▶ _Exercise objective_:
Go through the entries, filter for the word "This", and copy every line that has it.
----
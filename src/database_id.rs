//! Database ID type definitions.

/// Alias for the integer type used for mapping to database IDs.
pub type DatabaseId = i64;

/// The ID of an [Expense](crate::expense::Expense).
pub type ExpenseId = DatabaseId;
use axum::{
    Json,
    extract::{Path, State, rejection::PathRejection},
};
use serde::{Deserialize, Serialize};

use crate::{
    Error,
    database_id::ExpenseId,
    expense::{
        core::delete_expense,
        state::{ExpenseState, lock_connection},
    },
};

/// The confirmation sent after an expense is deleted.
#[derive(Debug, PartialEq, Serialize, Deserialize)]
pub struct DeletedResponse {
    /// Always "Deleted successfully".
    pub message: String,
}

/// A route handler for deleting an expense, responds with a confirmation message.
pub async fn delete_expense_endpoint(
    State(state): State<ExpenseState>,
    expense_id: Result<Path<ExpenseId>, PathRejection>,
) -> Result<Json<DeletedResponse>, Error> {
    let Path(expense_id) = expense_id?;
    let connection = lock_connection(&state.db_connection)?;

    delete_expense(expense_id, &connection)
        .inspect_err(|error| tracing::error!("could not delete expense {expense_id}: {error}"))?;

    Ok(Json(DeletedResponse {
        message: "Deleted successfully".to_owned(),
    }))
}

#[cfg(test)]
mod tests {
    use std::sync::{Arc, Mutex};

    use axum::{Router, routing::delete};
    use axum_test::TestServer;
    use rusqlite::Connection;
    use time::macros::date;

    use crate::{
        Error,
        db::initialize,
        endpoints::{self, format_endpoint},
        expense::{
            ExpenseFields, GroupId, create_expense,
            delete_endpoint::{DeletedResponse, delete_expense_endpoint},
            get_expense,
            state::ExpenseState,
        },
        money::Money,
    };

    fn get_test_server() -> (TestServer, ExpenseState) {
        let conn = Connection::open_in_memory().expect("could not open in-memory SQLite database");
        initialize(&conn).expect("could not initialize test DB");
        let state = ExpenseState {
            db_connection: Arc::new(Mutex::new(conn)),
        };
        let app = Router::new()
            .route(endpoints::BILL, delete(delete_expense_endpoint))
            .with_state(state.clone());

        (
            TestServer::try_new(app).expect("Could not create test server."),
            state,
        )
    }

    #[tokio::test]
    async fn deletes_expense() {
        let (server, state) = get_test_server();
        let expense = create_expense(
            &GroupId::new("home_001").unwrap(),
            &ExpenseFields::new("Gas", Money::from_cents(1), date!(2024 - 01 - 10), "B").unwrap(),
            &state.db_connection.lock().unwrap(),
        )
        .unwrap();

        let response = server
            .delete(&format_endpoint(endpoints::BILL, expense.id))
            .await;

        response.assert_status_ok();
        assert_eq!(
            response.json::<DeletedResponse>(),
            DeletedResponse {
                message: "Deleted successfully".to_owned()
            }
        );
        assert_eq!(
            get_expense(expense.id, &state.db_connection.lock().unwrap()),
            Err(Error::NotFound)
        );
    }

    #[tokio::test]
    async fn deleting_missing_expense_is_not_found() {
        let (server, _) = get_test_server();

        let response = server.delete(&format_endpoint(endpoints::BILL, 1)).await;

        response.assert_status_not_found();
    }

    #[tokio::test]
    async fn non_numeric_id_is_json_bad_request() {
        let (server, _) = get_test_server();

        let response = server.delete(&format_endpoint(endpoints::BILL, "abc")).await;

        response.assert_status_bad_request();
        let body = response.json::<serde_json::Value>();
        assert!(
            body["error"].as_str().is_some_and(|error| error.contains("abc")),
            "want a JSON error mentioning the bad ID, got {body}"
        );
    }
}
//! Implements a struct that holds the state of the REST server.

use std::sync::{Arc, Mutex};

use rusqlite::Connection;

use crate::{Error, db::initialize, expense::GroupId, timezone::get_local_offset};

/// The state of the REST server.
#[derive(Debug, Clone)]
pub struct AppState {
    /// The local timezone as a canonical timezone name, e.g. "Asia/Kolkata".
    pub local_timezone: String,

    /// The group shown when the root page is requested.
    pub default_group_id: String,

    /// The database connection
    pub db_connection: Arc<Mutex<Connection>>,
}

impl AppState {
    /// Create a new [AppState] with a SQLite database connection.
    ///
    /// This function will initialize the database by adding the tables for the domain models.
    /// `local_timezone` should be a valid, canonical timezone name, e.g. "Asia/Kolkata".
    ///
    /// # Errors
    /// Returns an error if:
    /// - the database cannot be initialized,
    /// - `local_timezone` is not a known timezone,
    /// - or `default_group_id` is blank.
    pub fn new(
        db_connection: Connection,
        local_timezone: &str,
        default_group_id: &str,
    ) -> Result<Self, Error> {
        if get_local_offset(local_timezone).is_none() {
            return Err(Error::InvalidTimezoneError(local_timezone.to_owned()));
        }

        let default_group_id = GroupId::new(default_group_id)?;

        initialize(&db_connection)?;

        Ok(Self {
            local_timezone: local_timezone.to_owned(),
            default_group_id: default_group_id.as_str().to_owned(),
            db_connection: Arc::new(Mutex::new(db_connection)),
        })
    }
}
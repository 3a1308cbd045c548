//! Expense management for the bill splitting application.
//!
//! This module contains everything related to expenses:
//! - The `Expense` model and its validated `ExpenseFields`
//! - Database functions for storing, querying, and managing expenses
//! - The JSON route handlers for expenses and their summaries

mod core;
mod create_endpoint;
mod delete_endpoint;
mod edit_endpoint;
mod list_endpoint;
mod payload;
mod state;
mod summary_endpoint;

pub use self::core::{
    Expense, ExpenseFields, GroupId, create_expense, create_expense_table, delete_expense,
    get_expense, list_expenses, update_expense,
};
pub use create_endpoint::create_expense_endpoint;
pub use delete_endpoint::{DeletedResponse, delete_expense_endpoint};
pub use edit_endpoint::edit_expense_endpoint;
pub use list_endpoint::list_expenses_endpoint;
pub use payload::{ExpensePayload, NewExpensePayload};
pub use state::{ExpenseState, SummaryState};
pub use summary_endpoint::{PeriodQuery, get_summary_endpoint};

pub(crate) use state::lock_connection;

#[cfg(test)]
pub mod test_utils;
----
▶ _Exercise solution_:
    /// This function will initialize the database by adding the tables for the domain models.
//! This module contains everything related to expenses:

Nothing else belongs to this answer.